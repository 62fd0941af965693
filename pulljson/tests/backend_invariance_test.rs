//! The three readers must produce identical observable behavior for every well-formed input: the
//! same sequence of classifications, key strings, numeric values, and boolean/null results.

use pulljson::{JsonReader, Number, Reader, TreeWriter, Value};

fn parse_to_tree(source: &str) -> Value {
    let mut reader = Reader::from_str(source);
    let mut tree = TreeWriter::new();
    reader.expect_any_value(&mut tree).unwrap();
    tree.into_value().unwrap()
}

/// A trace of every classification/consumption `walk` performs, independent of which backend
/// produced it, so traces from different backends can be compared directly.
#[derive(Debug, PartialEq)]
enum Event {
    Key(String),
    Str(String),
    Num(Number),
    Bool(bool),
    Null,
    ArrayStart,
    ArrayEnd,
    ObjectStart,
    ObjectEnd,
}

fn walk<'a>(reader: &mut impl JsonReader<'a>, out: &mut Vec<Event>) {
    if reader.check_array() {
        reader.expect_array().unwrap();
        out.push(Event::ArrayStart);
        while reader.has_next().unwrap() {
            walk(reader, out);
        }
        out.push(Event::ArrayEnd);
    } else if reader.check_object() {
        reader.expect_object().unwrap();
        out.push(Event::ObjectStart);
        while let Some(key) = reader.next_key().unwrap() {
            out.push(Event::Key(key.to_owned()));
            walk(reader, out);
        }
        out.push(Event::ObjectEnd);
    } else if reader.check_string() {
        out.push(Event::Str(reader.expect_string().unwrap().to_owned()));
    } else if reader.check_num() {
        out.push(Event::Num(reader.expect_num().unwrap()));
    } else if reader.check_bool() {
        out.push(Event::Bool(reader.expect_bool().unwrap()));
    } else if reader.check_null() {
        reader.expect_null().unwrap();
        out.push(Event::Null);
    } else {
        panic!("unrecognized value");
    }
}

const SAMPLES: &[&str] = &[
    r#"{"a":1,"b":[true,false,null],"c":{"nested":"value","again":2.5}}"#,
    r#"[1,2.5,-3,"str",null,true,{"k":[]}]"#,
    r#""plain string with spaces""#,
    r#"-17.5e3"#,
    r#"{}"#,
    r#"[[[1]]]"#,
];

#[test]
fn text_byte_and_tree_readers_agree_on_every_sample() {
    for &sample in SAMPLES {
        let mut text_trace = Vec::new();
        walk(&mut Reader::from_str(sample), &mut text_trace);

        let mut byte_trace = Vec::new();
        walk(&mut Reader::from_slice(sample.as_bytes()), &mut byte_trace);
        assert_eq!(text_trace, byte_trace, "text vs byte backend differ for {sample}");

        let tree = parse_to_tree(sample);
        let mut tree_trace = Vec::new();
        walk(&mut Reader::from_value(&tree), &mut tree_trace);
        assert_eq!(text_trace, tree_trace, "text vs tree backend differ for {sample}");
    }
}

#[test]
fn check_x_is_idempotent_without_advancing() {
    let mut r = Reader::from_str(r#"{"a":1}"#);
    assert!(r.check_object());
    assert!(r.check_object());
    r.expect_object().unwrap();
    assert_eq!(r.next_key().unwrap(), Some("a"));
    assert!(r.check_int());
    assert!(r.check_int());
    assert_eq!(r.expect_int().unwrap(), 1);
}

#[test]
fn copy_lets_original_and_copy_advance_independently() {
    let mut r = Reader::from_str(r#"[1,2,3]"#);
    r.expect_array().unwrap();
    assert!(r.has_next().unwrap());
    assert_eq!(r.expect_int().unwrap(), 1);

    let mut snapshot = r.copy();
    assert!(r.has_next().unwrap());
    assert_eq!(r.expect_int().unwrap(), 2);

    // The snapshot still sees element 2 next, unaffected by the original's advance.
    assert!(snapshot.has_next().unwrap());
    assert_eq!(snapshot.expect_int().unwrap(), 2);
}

....

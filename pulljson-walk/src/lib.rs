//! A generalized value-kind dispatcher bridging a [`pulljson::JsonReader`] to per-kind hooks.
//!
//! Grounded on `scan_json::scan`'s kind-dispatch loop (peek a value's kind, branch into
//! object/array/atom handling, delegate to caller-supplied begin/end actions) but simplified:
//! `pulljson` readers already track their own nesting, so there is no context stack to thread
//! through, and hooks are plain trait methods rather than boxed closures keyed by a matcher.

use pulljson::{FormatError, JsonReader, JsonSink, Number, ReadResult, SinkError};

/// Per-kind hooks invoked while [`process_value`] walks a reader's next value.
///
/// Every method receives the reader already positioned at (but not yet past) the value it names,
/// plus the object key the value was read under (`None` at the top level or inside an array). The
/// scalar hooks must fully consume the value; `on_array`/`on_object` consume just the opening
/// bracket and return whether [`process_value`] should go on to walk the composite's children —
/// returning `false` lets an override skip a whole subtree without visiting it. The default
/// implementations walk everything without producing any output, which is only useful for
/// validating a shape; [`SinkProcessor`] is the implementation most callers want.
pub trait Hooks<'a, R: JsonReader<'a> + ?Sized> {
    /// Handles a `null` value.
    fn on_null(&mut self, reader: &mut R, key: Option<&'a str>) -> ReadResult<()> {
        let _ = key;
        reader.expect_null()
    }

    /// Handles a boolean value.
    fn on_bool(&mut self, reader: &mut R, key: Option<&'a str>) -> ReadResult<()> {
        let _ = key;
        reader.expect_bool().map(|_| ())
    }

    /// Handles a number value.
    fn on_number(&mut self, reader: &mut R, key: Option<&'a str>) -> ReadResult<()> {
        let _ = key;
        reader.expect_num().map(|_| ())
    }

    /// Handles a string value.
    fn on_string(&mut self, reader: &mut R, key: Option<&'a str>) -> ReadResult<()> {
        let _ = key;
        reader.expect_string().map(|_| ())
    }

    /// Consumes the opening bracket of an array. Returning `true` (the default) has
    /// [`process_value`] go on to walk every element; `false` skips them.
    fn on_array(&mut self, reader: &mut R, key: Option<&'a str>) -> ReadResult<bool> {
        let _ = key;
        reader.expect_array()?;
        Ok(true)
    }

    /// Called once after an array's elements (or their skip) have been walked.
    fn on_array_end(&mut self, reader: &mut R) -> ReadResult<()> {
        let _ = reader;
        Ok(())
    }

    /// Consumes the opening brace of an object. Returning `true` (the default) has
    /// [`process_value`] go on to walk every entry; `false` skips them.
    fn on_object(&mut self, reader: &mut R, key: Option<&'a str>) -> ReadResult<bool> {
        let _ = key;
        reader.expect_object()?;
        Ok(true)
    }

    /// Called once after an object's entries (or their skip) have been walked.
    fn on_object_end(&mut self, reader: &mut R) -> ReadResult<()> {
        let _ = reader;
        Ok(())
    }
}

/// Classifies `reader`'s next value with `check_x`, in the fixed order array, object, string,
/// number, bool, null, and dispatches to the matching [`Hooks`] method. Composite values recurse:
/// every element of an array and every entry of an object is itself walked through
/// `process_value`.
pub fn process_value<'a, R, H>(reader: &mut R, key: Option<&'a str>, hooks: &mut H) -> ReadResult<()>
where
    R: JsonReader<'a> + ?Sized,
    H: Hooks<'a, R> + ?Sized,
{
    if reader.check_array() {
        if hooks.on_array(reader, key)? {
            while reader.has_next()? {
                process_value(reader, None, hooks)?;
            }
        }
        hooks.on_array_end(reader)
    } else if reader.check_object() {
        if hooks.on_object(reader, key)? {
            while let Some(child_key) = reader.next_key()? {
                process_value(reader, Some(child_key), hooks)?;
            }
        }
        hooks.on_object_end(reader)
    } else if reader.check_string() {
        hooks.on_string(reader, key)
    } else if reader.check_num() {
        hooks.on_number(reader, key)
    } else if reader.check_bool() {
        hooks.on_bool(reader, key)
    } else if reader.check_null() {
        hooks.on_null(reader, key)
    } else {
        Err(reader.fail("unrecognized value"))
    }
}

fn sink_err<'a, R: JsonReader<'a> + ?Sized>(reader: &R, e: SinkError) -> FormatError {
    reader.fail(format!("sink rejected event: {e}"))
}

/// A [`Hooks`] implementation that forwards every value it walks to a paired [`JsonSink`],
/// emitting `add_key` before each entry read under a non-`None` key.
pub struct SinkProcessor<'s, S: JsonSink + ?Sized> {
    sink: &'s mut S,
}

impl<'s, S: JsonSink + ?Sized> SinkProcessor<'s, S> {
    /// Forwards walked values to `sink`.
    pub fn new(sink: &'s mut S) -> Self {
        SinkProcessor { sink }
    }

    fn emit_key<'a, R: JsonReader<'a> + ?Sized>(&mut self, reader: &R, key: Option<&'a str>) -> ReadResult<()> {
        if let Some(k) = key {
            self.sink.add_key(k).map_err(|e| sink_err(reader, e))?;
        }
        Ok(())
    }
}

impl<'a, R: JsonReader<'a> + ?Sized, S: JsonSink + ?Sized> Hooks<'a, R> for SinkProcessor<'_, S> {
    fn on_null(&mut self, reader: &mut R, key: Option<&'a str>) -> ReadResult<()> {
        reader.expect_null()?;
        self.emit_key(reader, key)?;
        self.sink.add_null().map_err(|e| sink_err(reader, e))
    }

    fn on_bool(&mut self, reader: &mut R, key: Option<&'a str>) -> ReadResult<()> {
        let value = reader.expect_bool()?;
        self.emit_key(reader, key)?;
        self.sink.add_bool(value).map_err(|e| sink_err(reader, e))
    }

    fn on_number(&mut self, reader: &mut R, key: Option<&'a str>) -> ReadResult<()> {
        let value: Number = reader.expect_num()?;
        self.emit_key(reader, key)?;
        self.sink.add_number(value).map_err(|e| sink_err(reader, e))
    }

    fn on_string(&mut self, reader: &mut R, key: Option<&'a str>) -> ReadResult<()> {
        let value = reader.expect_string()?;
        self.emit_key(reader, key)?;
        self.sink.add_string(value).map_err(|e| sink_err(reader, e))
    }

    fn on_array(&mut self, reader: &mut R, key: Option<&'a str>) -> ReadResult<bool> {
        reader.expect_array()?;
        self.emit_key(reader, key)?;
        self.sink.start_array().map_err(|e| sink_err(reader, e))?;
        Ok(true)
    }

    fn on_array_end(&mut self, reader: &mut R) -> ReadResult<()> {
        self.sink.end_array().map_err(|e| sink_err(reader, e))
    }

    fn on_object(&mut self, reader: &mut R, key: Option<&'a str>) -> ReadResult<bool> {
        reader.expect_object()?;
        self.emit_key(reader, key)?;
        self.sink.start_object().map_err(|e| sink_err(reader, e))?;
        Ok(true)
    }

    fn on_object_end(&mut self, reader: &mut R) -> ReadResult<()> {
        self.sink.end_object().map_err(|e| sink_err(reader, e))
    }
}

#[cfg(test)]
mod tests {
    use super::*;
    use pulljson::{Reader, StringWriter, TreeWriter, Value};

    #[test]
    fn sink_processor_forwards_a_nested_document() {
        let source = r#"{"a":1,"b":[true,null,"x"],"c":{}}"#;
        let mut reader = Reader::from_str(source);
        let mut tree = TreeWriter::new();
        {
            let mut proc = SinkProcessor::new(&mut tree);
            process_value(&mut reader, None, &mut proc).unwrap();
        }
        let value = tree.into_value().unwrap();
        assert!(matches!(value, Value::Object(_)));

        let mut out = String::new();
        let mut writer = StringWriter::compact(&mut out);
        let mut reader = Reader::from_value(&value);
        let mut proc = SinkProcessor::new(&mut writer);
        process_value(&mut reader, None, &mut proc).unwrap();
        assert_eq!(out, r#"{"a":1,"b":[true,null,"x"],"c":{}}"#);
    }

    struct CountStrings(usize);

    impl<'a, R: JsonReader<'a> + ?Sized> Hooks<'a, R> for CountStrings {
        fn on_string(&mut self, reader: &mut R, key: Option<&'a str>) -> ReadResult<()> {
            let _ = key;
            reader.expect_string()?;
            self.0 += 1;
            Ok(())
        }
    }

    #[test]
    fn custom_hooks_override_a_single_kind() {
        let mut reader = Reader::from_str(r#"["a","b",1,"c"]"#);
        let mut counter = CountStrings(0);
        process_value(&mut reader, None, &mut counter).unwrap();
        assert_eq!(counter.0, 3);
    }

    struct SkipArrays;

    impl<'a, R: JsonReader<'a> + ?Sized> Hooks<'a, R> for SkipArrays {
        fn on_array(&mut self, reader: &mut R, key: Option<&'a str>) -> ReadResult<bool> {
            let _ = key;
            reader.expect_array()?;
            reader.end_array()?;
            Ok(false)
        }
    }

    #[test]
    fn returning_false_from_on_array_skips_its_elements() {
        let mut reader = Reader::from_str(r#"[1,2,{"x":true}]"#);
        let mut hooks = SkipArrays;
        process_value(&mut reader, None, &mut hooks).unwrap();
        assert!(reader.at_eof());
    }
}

....

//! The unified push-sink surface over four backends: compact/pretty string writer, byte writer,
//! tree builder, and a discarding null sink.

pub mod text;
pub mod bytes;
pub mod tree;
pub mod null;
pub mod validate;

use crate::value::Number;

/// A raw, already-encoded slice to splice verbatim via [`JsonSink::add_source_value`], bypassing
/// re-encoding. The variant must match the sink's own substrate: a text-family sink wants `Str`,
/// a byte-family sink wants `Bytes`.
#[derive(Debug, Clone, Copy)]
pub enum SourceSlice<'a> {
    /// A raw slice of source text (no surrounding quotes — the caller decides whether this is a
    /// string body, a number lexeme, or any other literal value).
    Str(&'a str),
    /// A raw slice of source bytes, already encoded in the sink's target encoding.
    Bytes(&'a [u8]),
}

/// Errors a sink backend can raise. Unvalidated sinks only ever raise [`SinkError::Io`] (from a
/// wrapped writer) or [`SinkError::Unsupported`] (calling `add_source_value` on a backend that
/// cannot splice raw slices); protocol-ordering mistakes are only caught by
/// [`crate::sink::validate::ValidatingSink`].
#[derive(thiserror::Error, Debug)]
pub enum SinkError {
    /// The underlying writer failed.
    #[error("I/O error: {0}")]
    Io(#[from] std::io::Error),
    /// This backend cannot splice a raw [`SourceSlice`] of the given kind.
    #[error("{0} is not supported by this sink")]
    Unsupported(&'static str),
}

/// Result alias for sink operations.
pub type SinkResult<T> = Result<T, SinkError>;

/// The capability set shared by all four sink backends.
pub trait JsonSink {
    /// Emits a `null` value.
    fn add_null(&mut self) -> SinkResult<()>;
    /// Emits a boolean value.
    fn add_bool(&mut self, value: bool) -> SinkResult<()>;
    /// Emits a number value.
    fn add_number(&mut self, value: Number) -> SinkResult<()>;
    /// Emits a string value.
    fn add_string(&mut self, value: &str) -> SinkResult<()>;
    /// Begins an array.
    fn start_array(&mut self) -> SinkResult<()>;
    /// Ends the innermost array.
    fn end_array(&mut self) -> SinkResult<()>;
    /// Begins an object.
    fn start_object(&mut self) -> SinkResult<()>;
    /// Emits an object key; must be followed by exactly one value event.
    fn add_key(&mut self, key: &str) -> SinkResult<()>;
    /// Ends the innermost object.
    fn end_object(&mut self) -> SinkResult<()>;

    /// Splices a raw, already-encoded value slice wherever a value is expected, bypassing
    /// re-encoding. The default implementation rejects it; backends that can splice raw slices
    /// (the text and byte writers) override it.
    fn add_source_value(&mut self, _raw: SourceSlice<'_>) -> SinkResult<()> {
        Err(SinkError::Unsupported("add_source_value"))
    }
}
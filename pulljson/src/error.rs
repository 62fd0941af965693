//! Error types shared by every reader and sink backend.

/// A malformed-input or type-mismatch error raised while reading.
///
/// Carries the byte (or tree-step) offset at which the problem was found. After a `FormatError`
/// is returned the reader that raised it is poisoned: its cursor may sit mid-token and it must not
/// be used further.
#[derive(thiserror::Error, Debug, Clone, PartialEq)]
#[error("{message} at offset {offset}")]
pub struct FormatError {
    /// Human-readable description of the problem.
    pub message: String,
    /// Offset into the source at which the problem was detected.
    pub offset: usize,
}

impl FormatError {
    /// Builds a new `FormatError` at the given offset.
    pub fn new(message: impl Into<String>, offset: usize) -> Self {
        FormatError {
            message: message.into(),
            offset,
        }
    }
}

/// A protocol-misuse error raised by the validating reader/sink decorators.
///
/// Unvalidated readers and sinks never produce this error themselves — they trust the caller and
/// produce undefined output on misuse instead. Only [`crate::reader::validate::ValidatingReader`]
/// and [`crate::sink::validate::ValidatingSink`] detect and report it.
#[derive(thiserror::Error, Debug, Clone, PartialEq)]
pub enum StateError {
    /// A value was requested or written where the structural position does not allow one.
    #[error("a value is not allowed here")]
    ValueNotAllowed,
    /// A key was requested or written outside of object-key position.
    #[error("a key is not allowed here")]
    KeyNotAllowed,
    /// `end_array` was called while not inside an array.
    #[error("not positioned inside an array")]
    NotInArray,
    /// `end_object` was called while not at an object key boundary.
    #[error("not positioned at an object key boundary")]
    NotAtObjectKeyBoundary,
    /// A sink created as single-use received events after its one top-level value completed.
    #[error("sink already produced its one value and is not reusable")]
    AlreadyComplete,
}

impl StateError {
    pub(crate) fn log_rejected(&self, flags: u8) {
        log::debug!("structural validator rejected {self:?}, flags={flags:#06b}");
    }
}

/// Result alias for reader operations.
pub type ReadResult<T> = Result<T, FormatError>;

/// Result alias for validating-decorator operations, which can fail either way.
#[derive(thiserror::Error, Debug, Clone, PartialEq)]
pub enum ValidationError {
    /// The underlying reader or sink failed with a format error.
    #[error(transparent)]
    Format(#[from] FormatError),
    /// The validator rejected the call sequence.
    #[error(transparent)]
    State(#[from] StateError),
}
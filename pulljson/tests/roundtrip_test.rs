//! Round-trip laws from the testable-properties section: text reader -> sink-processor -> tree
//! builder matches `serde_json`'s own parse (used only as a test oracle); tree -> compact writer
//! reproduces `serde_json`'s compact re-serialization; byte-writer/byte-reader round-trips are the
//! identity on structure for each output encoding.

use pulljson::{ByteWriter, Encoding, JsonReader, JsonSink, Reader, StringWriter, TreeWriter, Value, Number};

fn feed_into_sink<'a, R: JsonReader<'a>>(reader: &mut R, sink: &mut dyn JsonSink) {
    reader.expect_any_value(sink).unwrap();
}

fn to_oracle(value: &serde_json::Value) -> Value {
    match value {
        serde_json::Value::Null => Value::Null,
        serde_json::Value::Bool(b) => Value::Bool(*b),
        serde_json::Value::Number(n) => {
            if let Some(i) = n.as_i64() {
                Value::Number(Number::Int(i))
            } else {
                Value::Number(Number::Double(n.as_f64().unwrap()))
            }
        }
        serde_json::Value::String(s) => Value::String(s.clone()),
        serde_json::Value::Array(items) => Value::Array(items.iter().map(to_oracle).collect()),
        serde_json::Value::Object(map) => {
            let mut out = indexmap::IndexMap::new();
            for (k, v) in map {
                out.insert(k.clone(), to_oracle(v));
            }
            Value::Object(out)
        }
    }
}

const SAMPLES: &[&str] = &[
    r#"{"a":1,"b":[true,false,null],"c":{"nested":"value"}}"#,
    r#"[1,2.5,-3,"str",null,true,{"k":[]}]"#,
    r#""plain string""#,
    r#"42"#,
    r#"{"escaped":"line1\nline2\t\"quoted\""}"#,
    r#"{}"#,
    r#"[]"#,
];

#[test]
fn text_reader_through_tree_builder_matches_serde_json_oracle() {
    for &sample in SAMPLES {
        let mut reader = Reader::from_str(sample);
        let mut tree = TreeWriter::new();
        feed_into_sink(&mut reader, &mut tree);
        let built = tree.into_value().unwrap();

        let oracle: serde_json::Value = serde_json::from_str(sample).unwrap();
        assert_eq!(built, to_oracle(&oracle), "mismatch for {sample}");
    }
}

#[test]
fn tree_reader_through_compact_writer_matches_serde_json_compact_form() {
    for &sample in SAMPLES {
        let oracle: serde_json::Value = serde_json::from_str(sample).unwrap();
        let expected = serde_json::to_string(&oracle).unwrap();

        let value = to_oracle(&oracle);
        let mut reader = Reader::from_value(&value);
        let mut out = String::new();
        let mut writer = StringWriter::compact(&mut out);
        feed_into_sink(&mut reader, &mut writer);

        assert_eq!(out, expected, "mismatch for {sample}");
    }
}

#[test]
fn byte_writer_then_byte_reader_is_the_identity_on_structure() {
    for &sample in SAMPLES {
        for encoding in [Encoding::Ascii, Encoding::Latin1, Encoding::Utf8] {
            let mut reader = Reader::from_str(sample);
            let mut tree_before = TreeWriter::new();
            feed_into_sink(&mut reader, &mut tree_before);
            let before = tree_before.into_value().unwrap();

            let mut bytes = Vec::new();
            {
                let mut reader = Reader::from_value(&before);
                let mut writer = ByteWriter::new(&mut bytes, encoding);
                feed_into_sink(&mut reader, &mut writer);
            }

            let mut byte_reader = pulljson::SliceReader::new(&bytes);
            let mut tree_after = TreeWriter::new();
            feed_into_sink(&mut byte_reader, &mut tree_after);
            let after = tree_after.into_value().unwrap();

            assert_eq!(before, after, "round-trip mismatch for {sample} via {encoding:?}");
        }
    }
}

....

Task goal :: Every line above with the string "misuse" in it should be copied into the answer.

Exercise response ::
/// A protocol-misuse error raised by the validating reader/sink decorators.
/// produce undefined output on misuse instead. Only [`crate::reader::validate::ValidatingReader`]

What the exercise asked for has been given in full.